- Психология масс изучалась фактически с момента рождения социологии, и первые теории были выдвинуты ещё в девятнадцатом веке, - повествовала Нора у доски. – Наблюдение за обществом есть основной предмет социологии, а что в обществе движущая сила? Их две, разумеется, о первенстве среди которых говорить не приходится; личность, индивидуальность, вожак и масса, толпа, большинство, ведомое, но порой неуправляемое. Психология масс как нигде важна в политике и пользуется популярностью для современных игр сознанием, для ведения холодных войн и обманов, создаваемых СМИ, так же служащих политике и оплачиваемых ею же. Мы рассмотрим концепции Габриэля Тарда и Гюстава Лебона, и начнем с первого и его теории подражания… - женщина озаглавила на доске тему лекции и обратилась к Кюхёну. - Нет претензий по биографии этого ученого?
- Нет, насколько я знаю, он себя никак не скомпрометировал, - оживился Кюхён, каждую минуту готовый действовать, но всё никак не находивший наиболее выгодного момента. Уже два студента перекинулись мнениями с преподавательницей, и она никому не съязвила. И вот, его самого дернули. – Старик Тард не был женат и всего себя посветил преподавательской деятельности. Настоящая самоотверженность во благо науке.

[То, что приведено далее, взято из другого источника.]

// SPDX-License-Identifier: MIT
// Copyright (c) 2026 Workyard Authors

//! Scheduler-facing error taxonomy (§7).

use thiserror::Error;

use crate::registry::AlreadyRegistered;

/// Failures surfaced by [`crate::scheduler::Scheduler`] operations.
///
/// Each variant maps to a specific HTTP status in the daemon's API layer
/// (§7): `JobNotRegistered` and `JobAlreadyRunning`/`JobAlreadyQueued` are
/// client errors (404/409), `JobServiceNotActive` and `Store` are server
/// errors (503/500).
#[derive(Debug, Error)]
pub enum SchedulerError {
    #[error("no runnable registered for job '{0}'")]
    JobNotRegistered(String),

    #[error("job '{0}' is already registered")]
    JobAlreadyRegistered(#[from] AlreadyRegistered),

    #[error("job '{0}' is already queued")]
    JobAlreadyQueued(String),

    #[error("job '{0}' is already running")]
    JobAlreadyRunning(String),

    #[error("job '{0}' does not need to execute right now")]
    JobExecutionNotNecessary(String),

    #[error("job '{0}' is disabled")]
    JobExecutionDisabled(String),

    #[error("job execution is globally disabled")]
    JobServiceNotActive,

    #[error("job '{0}' is not currently running")]
    JobNotRunning(String),

    #[error("job '{0}' is not abortable")]
    JobNotAbortable(String),

    #[error(transparent)]
    Store(#[from] wy_store::StoreError),
}

pub type SchedulerResult<T> = Result<T, SchedulerError>;
// SPDX-License-Identifier: MIT
// Copyright (c) 2026 Workyard Authors

//! `wyd`: the daemon binary. Wires together configuration, the scheduler,
//! background loops, and the HTTP surface, then serves until a shutdown
//! signal arrives.

use anyhow::{Context, Result};
use tracing_subscriber::layer::SubscriberExt;
use tracing_subscriber::util::SubscriberInitExt;
use tracing_subscriber::{fmt, EnvFilter};
use wy_daemon::config::Config;
use wy_daemon::lifecycle::Daemon;
use wy_daemon::routes;
use wy_daemon::state::AppState;

#[tokio::main]
async fn main() -> Result<()> {
    let config = Config::from_env().context("loading configuration")?;
    let bind_addr = config.bind_addr.clone();

    std::fs::create_dir_all(&config.log_dir)
        .with_context(|| format!("creating log directory {}", config.log_dir.display()))?;
    let file_appender = tracing_appender::rolling::daily(&config.log_dir, "wyd.log");
    let (file_writer, _log_guard) = tracing_appender::non_blocking(file_appender);

    tracing_subscriber::registry()
        .with(EnvFilter::try_from_default_env().unwrap_or_else(|_| EnvFilter::new("info")))
        .with(fmt::layer())
        .with(fmt::layer().with_ansi(false).with_writer(file_writer))
        .init();

    let daemon = Daemon::start(&config).await.context("starting daemon")?;
    let state = AppState::new(daemon.scheduler.clone(), std::sync::Arc::new(config));
    let app = routes::router(state);

    let listener = tokio::net::TcpListener::bind(&bind_addr)
        .await
        .with_context(|| format!("binding {bind_addr}"))?;

    tracing::info!(%bind_addr, "listening");
    axum::serve(listener, app)
        .with_graceful_shutdown(shutdown_signal())
        .await
        .context("serving HTTP")?;

    daemon.shutdown().await.context("shutting down")?;
    Ok(())
}

async fn shutdown_signal() {
    let ctrl_c = async {
        match tokio::signal::ctrl_c().await {
            Ok(()) => {}
            Err(err) => {
                tracing::warn!(error = %err, "failed to install Ctrl+C handler");
                std::future::pending::<()>().await;
            }
        }
    };

    #[cfg(unix)]
    let terminate = async {
        match tokio::signal::unix::signal(tokio::signal::unix::SignalKind::terminate()) {
            Ok(mut stream) => {
                stream.recv().await;
            }
            Err(err) => {
                tracing::warn!(error = %err, "failed to install SIGTERM handler");
                std::future::pending::<()>().await;
            }
        }
    };

    #[cfg(not(unix))]
    let terminate = std::future::pending::<()>();

    tokio::select! {
        _ = ctrl_c => {}
        _ = terminate => {}
    }
}
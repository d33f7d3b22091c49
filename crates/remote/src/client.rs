// SPDX-License-Identifier: MIT
// Copyright (c) 2026 Workyard Authors

//! HTTP client for the remote-executor protocol (§6.2).
//!
//! Built on `reqwest`'s `json` and `multipart` features, which cover the
//! multipart POST / JSON GET / `201`+`Link`-header call shapes directly.

use std::time::Duration;

use reqwest::{Client, StatusCode};
use tracing::{debug, warn};
use wy_core::OrderedMap;
use wy_engine::RemoteStatus;

use crate::dto::{RemoteStatusDto, StartParams};
use crate::error::{RemoteError, RemoteResult};

/// Connect timeout for every remote-executor call (§5: "~5 s").
pub const CONNECT_TIMEOUT: Duration = Duration::from_secs(5);
/// Overall request timeout for every remote-executor call (§5: "~20 s").
pub const READ_TIMEOUT: Duration = Duration::from_secs(20);

/// Outcome of a successful start request (§6.2).
#[derive(Debug, Clone, PartialEq, Eq)]
pub struct Started {
    pub job_uri: String,
}

/// Thin wrapper over a shared `reqwest::Client` implementing the start /
/// status / stop / liveness calls of §6.2.
#[derive(Clone)]
pub struct RemoteClient {
    http: Client,
}

impl RemoteClient {
    pub fn new() -> Self {
        let http = Client::builder()
            .connect_timeout(CONNECT_TIMEOUT)
            .timeout(READ_TIMEOUT)
            .build()
            .unwrap_or_else(|_| Client::new());
        Self { http }
    }

    /// `POST <baseUri>/<name>/start` with a multipart `scripts`/`params`
    /// body (§6.2). `201 Created` with a `Link:` header is success; `200`
    /// or `303` with a `Link:` header means the job is already running —
    /// surfaced as [`RemoteError::AlreadyRunning`] carrying the resumable
    /// URI (§7).
    pub async fn start_job(
        &self,
        base_uri: &str,
        name: &str,
        id: &str,
        parameters: &OrderedMap,
        scripts_tar_gz: Vec<u8>,
    ) -> RemoteResult<Started> {
        let params = StartParams { name, id, parameters };
        let params_json = serde_json::to_vec(&params)
            .map_err(|e| RemoteError::JobExecutionException(e.to_string()))?;

        let scripts_part = reqwest::multipart::Part::bytes(scripts_tar_gz)
            .file_name("scripts.tar.gz")
            .mime_str("application/octet-stream")
            .map_err(|e| RemoteError::JobExecutionException(e.to_string()))?;
        let params_part = reqwest::multipart::Part::bytes(params_json)
            .mime_str("application/json; charset=UTF-8")
            .map_err(|e| RemoteError::JobExecutionException(e.to_string()))?;
        let form = reqwest::multipart::Form::new().part("scripts", scripts_part).part("params", params_part);

        let url = format!("{}/{}/start", base_uri.trim_end_matches('/'), name);
        let response = self.http.post(&url).multipart(form).send().await?;
        let status = response.status();
        let link = link_header(response.headers());

        match status {
            StatusCode::CREATED => {
                let job_uri = link.ok_or(RemoteError::MissingLinkHeader(status.as_u16()))?;
                debug!(job = %name, %job_uri, "remote job started");
                Ok(Started { job_uri })
            }
            StatusCode::OK | StatusCode::SEE_OTHER => {
                let job_uri = link.ok_or(RemoteError::MissingLinkHeader(status.as_u16()))?;
                Err(RemoteError::AlreadyRunning { job_uri })
            }
            other => {
                let body = response.text().await.unwrap_or_default();
                Err(RemoteError::JobExecutionException(format!("start returned {other}: {body}")))
            }
        }
    }

    /// `GET <jobUri>` (§4.4, §6.2). Transport/decode failures are returned
    /// as `Err` here; the caller (the supervisor poll cycle) is the layer
    /// responsible for swallowing them per-cycle (§7: "Remote status errors
    /// are swallowed per cycle").
    pub async fn poll_status(&self, job_uri: &str) -> RemoteResult<RemoteStatus> {
        let response = self.http.get(job_uri).send().await?;
        if !response.status().is_success() {
            return Err(RemoteError::JobExecutionException(format!(
                "status GET returned {}",
                response.status()
            )));
        }
        let dto: RemoteStatusDto = response.json().await?;
        Ok(match dto {
            RemoteStatusDto::Running { log_lines, message } => {
                RemoteStatus::Running { log_lines, message }
            }
            RemoteStatusDto::Finished { result } => RemoteStatus::Finished {
                ok: result.ok,
                exit_code: result.exit_code,
                message: result.message,
            },
        })
    }

    /// `POST <jobUri>/stop` (§6.2). A `403` means the remote considers the
    /// job already not-running — treated as a no-op, not an error (§5:
    /// "a `403` from the remote maps to \"not running\" (no-op)").
    pub async fn stop_job(&self, job_uri: &str) -> RemoteResult<()> {
        let url = format!("{}/stop", job_uri.trim_end_matches('/'));
        let response = self.http.post(&url).send().await?;
        match response.status() {
            StatusCode::FORBIDDEN => Ok(()),
            status if status.is_success() => Ok(()),
            other => {
                warn!(%job_uri, status = %other, "unexpected status stopping remote job");
                Ok(())
            }
        }
    }

    /// `GET <baseUri>` liveness probe (§6.2). Never errors — a dead
    /// executor is just `false`.
    pub async fn is_alive(&self, base_uri: &str) -> bool {
        match self.http.get(base_uri).send().await {
            Ok(response) => response.status().is_success(),
            Err(_) => false,
        }
    }
}

impl Default for RemoteClient {
    fn default() -> Self {
        Self::new()
    }
}

fn link_header(headers: &reqwest::header::HeaderMap) -> Option<String> {
    let raw = headers.get(reqwest::header::LINK)?.to_str().ok()?;
    // `<uri>` or `<uri>; rel="self"` — §6.2 only promises the URI is present.
    let trimmed = raw.split(';').next().unwrap_or(raw).trim();
    Some(trimmed.trim_start_matches('<').trim_end_matches('>').to_string())
}

#[cfg(test)]
#[path = "client_tests.rs"]
mod tests;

- Вы считаете правильным, когда человек полностью отдаётся лишь одной стороне бытия? Не делает ли это его слегка ограниченным и не субъективирует ли? – их взгляды встретились. Кюхёну показалось, что она намекает на себя.
- У всех свои причины, чтобы отказаться от чего-то и выбрать что-то одно. Не нам судить. – ответил, как думал, парень. Ему хотелось добавить, что мужчинам такое позволительно, а вот женщина должна быть женщиной, заниматься домом, браком и детьми, а не бегать по конференциям, но он промолчал. Глаза Норы заволокло золотистой ряской. Или это отсветы солнца из окна? Кюхён поглядел на полуповернутые вертикальные жалюзи.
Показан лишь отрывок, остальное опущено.